▸ Data for processing:
★ ★ ★ ★ ★
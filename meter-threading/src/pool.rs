use std::any::Any;
use std::future::Future;
use std::panic::AssertUnwindSafe;
use std::sync::Arc;

use futures::FutureExt;

use crate::builder::{PanicHandler, WorkerPoolBuilder};

/// A pool of `num_workers` asynchronous workers draining a shared job channel.
///
/// See the [crate documentation](crate) for the execution model.
pub struct WorkerPool {
    runtime: tokio::runtime::Handle,
    worker_name: Option<Arc<dyn Fn(usize) -> String + Send + Sync>>,
    panic_handler: Option<Arc<PanicHandler>>,
    num_workers: usize,
}

impl WorkerPool {
    /// Constructs a new [`WorkerPool`] using the configuration specified by [`WorkerPoolBuilder`].
    pub fn new(builder: WorkerPoolBuilder) -> Self {
        Self {
            runtime: builder.runtime,
            worker_name: builder.worker_name,
            panic_handler: builder.panic_handler,
            num_workers: builder.num_workers,
        }
    }

    /// Returns the number of workers spawned by [`run`](Self::run).
    pub fn num_workers(&self) -> usize {
        self.num_workers
    }

    /// Creates a job channel with capacity for one pending job per worker.
    ///
    /// Producers wait once every worker is busy and one job per worker is queued.
    pub fn channel<T>(&self) -> (flume::Sender<T>, flume::Receiver<T>) {
        flume::bounded(self.num_workers)
    }

    /// Runs `handler` for every job in the channel on exactly `num_workers` workers.
    ///
    /// Returns once all senders are dropped, the channel is empty and every worker has finished.
    pub async fn run<T, F, Fut>(&self, jobs: flume::Receiver<T>, handler: F)
    where
        T: Send + 'static,
        F: Fn(T) -> Fut + Send + Sync + 'static,
        Fut: Future<Output = ()> + Send + 'static,
    {
        let handler = Arc::new(handler);

        let handles: Vec<_> = (0..self.num_workers)
            .map(|index| {
                let worker = Worker {
                    index,
                    name: self.worker_name.as_ref().map(|f| f(index)),
                    panic_handler: self.panic_handler.clone(),
                };
                let jobs = jobs.clone();
                let handler = Arc::clone(&handler);
                self.runtime.spawn(worker.run(jobs, handler))
            })
            .collect();

        drop(jobs);

        let mut panic = None;
        for result in futures::future::join_all(handles).await {
            if let Err(error) = result
                && error.is_panic()
            {
                panic.get_or_insert(error.into_panic());
            }
        }

        if let Some(panic) = panic {
            std::panic::resume_unwind(panic);
        }
    }
}

/// A single worker of a [`WorkerPool`].
struct Worker {
    index: usize,
    name: Option<String>,
    panic_handler: Option<Arc<PanicHandler>>,
}

impl Worker {
    async fn run<T, F, Fut>(self, jobs: flume::Receiver<T>, handler: Arc<F>)
    where
        F: Fn(T) -> Fut,
        Fut: Future<Output = ()>,
    {
        let name = self.name.as_deref().unwrap_or("worker");
        meter_log::trace!(worker = self.index, "{name} started");

        let drain = async {
            while let Ok(job) = jobs.recv_async().await {
                handler(job).await;
            }
        };

        let result = AssertUnwindSafe(drain).catch_unwind().await;

        match (self.panic_handler, result) {
            // Panic handler and error, we swallow the panic and invoke the callback.
            (Some(panic_handler), Err(error)) => {
                meter_log::error!(worker = self.index, "{name} panicked");
                panic_handler(error);
            }
            // No panic handler and error, we propagate the panic.
            (None, Err(error)) => std::panic::resume_unwind(error),
            (_, Ok(())) => meter_log::trace!(worker = self.index, "{name} finished"),
        }
    }
}

/// Extracts a readable message from a panic payload.
pub fn panic_message(payload: &(dyn Any + Send)) -> &str {
    if let Some(message) = payload.downcast_ref::<&'static str>() {
        *message
    } else if let Some(message) = payload.downcast_ref::<String>() {
        message.as_str()
    } else {
        "unknown panic"
    }
}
★ ★ ★ ★ ★
▸ What the task asks: Write out the whole listing again. Match it word for word.

▸ The answer:
filename meter-threading/src/pool.rs
use std::any::Any;
use std::future::Future;
use std::panic::AssertUnwindSafe;
use std::sync::Arc;

use futures::FutureExt;

use crate::builder::{PanicHandler, WorkerPoolBuilder};

/// A pool of `num_workers` asynchronous workers draining a shared job channel.
///
/// See the [crate documentation](crate) for the execution model.
pub struct WorkerPool {
    runtime: tokio::runtime::Handle,
    worker_name: Option<Arc<dyn Fn(usize) -> String + Send + Sync>>,
    panic_handler: Option<Arc<PanicHandler>>,
    num_workers: usize,
}

impl WorkerPool {
    /// Constructs a new [`WorkerPool`] using the configuration specified by [`WorkerPoolBuilder`].
    pub fn new(builder: WorkerPoolBuilder) -> Self {
        Self {
            runtime: builder.runtime,
            worker_name: builder.worker_name,
            panic_handler: builder.panic_handler,
            num_workers: builder.num_workers,
        }
    }

    /// Returns the number of workers spawned by [`run`](Self::run).
    pub fn num_workers(&self) -> usize {
        self.num_workers
    }

    /// Creates a job channel with capacity for one pending job per worker.
    ///
    /// Producers wait once every worker is busy and one job per worker is queued.
    pub fn channel<T>(&self) -> (flume::Sender<T>, flume::Receiver<T>) {
        flume::bounded(self.num_workers)
    }

    /// Runs `handler` for every job in the channel on exactly `num_workers` workers.
    ///
    /// Returns once all senders are dropped, the channel is empty and every worker has finished.
    pub async fn run<T, F, Fut>(&self, jobs: flume::Receiver<T>, handler: F)
    where
        T: Send + 'static,
        F: Fn(T) -> Fut + Send + Sync + 'static,
        Fut: Future<Output = ()> + Send + 'static,
    {
        let handler = Arc::new(handler);

        let handles: Vec<_> = (0..self.num_workers)
            .map(|index| {
                let worker = Worker {
                    index,
                    name: self.worker_name.as_ref().map(|f| f(index)),
                    panic_handler: self.panic_handler.clone(),
                };
                let jobs = jobs.clone();
                let handler = Arc::clone(&handler);
                self.runtime.spawn(worker.run(jobs, handler))
            })
            .collect();

        drop(jobs);

        let mut panic = None;
        for result in futures::future::join_all(handles).await {
            if let Err(error) = result
                && error.is_panic()
            {
                panic.get_or_insert(error.into_panic());
            }
        }

        if let Some(panic) = panic {
            std::panic::resume_unwind(panic);
        }
    }
}

/// A single worker of a [`WorkerPool`].
struct Worker {
    index: usize,
    name: Option<String>,
    panic_handler: Option<Arc<PanicHandler>>,
}

impl Worker {
    async fn run<T, F, Fut>(self, jobs: flume::Receiver<T>, handler: Arc<F>)
    where
        F: Fn(T) -> Fut,
        Fut: Future<Output = ()>,
    {
        let name = self.name.as_deref().unwrap_or("worker");
        meter_log::trace!(worker = self.index, "{name} started");

        let drain = async {
            while let Ok(job) = jobs.recv_async().await {
                handler(job).await;
            }
        };

        let result = AssertUnwindSafe(drain).catch_unwind().await;

        match (self.panic_handler, result) {
            // Panic handler and error, we swallow the panic and invoke the callback.
            (Some(panic_handler), Err(error)) => {
                meter_log::error!(worker = self.index, "{name} panicked");
                panic_handler(error);
            }
            // No panic handler and error, we propagate the panic.
            (None, Err(error)) => std::panic::resume_unwind(error),
            (_, Ok(())) => meter_log::trace!(worker = self.index, "{name} finished"),
        }
    }
}

/// Extracts a readable message from a panic payload.
pub fn panic_message(payload: &(dyn Any + Send)) -> &str {
    if let Some(message) = payload.downcast_ref::<&'static str>() {
        *message
    } else if let Some(message) = payload.downcast_ref::<String>() {
        message.as_str()
    } else {
        "unknown panic"
    }
}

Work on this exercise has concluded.